Keduanya saling bertatap selama beberapa detik. Lalu Maya memanggil suaminya.
"Mass.....!"
Tanpa basa basi Tama langsung menggenggam tangan istrinya dengan erat. Dia sangat menyesal kemarin sudah membentak keras istrinya. Tama menyadari dia suami yang egois. Tidak seharusnya juga dia berkata seperti itu. Beruntung Maya selalu berbesar hati memaafkannya.
"Maafin aku yang kemarin ya sayang!" Maya terdiam, dan berjalan menuju anak tangga.
"Maya, Maya...! Mayaa !! "Panggil Tama dan Maya berhenti sejenak.
"Apa yang harus mas lakuin supaya kamu maafin aku?..." Ucap Tama lemah lembut, dia memeluk istrinya.
"Sudah-sudah Mas... ! Nafasku sesak, lepasin dulu..." Melepas pelukannya.

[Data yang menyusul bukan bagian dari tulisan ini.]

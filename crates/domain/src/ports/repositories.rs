//! 任务存储抽象
//!
//! 定义任务状态机的唯一写入口，遵循依赖倒置原则

use async_trait::async_trait;

use crate::cancellation::CancellationFlag;
use crate::entities::{CancelOutcome, Job, JobError, JobResult};
use automl_errors::AutoMlResult;

/// 任务仓储抽象
///
/// 所有状态转换在实现内部以比较并交换的方式串行执行:
/// 未知id返回 `JobNotFound`，其余不变量违例一律返回冲突类错误，
/// 绝不静默忽略，调用方据此可以分辨竞态。
#[async_trait]
pub trait JobRepository: Send + Sync {
    /// 登记新任务，初始状态Pending、进度0
    async fn create(&self, job: &Job) -> AutoMlResult<()>;

    async fn get(&self, id: &str) -> AutoMlResult<Job>;

    /// 原子的 Pending→Running 转换，防止同一任务被两个Worker执行
    async fn claim(&self, id: &str, worker_id: &str) -> AutoMlResult<Job>;

    /// 更新进度，仅Running可用且百分比单调不减；
    /// 终止态任务上的调用返回冲突错误，调用方应按警告处理
    /// （与取消的竞态是预期内的）
    async fn update_progress(&self, id: &str, percent: u8, message: &str) -> AutoMlResult<()>;

    /// 刷新Worker心跳时间，供Reaper判活
    async fn heartbeat(&self, id: &str) -> AutoMlResult<()>;

    /// Running→Succeeded；对完全相同的result重复调用是幂等的，
    /// 不一致的重复调用返回冲突
    async fn complete(&self, id: &str, result: JobResult) -> AutoMlResult<()>;

    /// Running→Failed
    async fn fail(&self, id: &str, error: JobError) -> AutoMlResult<()>;

    /// Pending/Running→Cancelled；任务已终止时返回 `TooLate`
    async fn cancel(&self, id: &str) -> AutoMlResult<CancelOutcome>;

    /// 任务关联的协作式取消标记
    async fn cancellation_flag(&self, id: &str) -> AutoMlResult<CancellationFlag>;

    /// Reaper扫描用: 当前所有Running任务的快照
    async fn find_running(&self) -> AutoMlResult<Vec<Job>>;

    /// 仅用于准入控制回滚: 删除一个尚未暴露给调用方的任务
    async fn remove(&self, id: &str) -> AutoMlResult<bool>;
}
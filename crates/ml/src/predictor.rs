//! 批量预测
//!
//! 记录的列必须覆盖产物记录的特征列表（多余的列忽略，顺序
//! 按特征列表重排）；任何一条记录缺少必需特征时整批失败，
//! 不返回部分结果。

use ndarray::Array2;
use serde_json::{Map, Value};

use automl_errors::{AutoMlError, AutoMlResult};

use crate::artifacts::ArtifactDocument;

/// 对一批记录执行预测，保持输入顺序
pub fn predict_records(
    document: &ArtifactDocument,
    records: &[Map<String, Value>],
) -> AutoMlResult<Vec<Value>> {
    if records.is_empty() {
        return Err(AutoMlError::validation("预测记录列表不能为空"));
    }

    let features = &document.meta.feature_columns;
    let mut matrix = Array2::<f64>::zeros((records.len(), features.len()));
    for (i, record) in records.iter().enumerate() {
        for (j, feature) in features.iter().enumerate() {
            let value = record.get(feature).ok_or_else(|| {
                AutoMlError::validation(format!("第 {i} 条记录缺少特征: {feature}"))
            })?;
            matrix[[i, j]] = numeric_value(value).ok_or_else(|| {
                AutoMlError::validation(format!(
                    "第 {i} 条记录的特征 {feature} 不是数值: {value}"
                ))
            })?;
        }
    }

    document.model.predict(&matrix)
}

fn numeric_value(value: &Value) -> Option<f64> {
    match value {
        Value::Number(n) => n.as_f64().filter(|v| v.is_finite()),
        Value::Bool(b) => Some(if *b { 1.0 } else { 0.0 }),
        Value::String(s) => s.parse::<f64>().ok().filter(|v| v.is_finite()),
        _ => None,
    }
}
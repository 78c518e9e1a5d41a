pub mod pool;
pub mod reaper;

pub use pool::{WorkerPool, WorkerPoolConfig};
pub use reaper::{JobReaper, JobReaperConfig};
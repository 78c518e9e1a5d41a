//! Worker池
//!
//! 按配置为训练与预测队列各启动若干Worker。每个Worker是一个
//! 独立的tokio任务，经broadcast信号统一关闭；训练积压不会
//! 阻塞预测队列的消费。

use std::sync::Arc;
use std::time::Duration;

use tokio::sync::broadcast;
use tokio::task::JoinHandle;
use tracing::info;

use automl_domain::ports::{JobQueue, JobRepository};
use automl_ml::artifacts::ArtifactStore;
use automl_ml::recommendation::RecommendationRules;
use automl_worker::{default_worker_id, PredictExecutor, TrainExecutor, WorkerService};

#[derive(Debug, Clone)]
pub struct WorkerPoolConfig {
    pub train_queue: String,
    pub predict_queue: String,
    pub train_workers: usize,
    pub predict_workers: usize,
    pub heartbeat_interval: Duration,
    pub max_job_duration: Option<Duration>,
}

pub struct WorkerPool {
    handles: Vec<JoinHandle<()>>,
}

impl WorkerPool {
    /// 启动全部Worker，立即返回；Worker随关闭信号退出
    pub fn start(
        config: WorkerPoolConfig,
        queue: Arc<dyn JobQueue>,
        repository: Arc<dyn JobRepository>,
        artifacts: Arc<dyn ArtifactStore>,
        rules: RecommendationRules,
        shutdown: &broadcast::Sender<()>,
    ) -> Self {
        let mut handles = Vec::new();

        for index in 0..config.train_workers {
            let executor = Arc::new(TrainExecutor::new(Arc::clone(&artifacts), rules.clone()));
            let service = WorkerService::builder(
                default_worker_id(&config.train_queue, index),
                config.train_queue.clone(),
                Arc::clone(&queue),
                Arc::clone(&repository),
                executor,
            )
            .heartbeat_interval(config.heartbeat_interval)
            .max_job_duration(config.max_job_duration)
            .build();
            let receiver = shutdown.subscribe();
            handles.push(tokio::spawn(async move { service.run(receiver).await }));
        }

        for index in 0..config.predict_workers {
            let executor = Arc::new(PredictExecutor::new(Arc::clone(&artifacts)));
            let service = WorkerService::builder(
                default_worker_id(&config.predict_queue, index),
                config.predict_queue.clone(),
                Arc::clone(&queue),
                Arc::clone(&repository),
                executor,
            )
            .heartbeat_interval(config.heartbeat_interval)
            .max_job_duration(config.max_job_duration)
            .build();
            let receiver = shutdown.subscribe();
            handles.push(tokio::spawn(async move { service.run(receiver).await }));
        }

        info!(
            "Worker池已启动: {} 个训练Worker, {} 个预测Worker",
            config.train_workers, config.predict_workers
        );
        Self { handles }
    }

    pub fn worker_count(&self) -> usize {
        self.handles.len()
    }

    /// 等待所有Worker退出（先通过broadcast发送关闭信号）
    pub async fn join(self) {
        futures::future::join_all(self.handles).await;
        info!("Worker池已全部停止");
    }
}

"Huuuf huuf !!" Menghirup nafas dalam-dalam. Bersikap cuek dan biasa saja, lalu naik keatas kekamar mereka. Percuma aja minta maaf, Maya sudah hafal betul siapa suaminya. Pasti besok-besok begitu lagi. Menyebalkan!
"Jadi kamu maafin aku kan?" Ucap Tama mengikutinya dibelakang Maya.
"Hem..."
"Maya jawab aku..."
"Kan udah jawab..."
"Apaan cuma hmmm hmm doang...!"
"Mayaaa.... Jawab akuuu Maya...."
"Iya udah gak apa-apa lupain aja..." Jawabnya santai sambil melepaskan semua aksesorisnya diletakkan dikotak perhiasan.
"Benarkah ??" Tama tersenyum menang. Semudah itu dia memaafkannya.
"Coba aku mau dengar sekali lagi May...!!"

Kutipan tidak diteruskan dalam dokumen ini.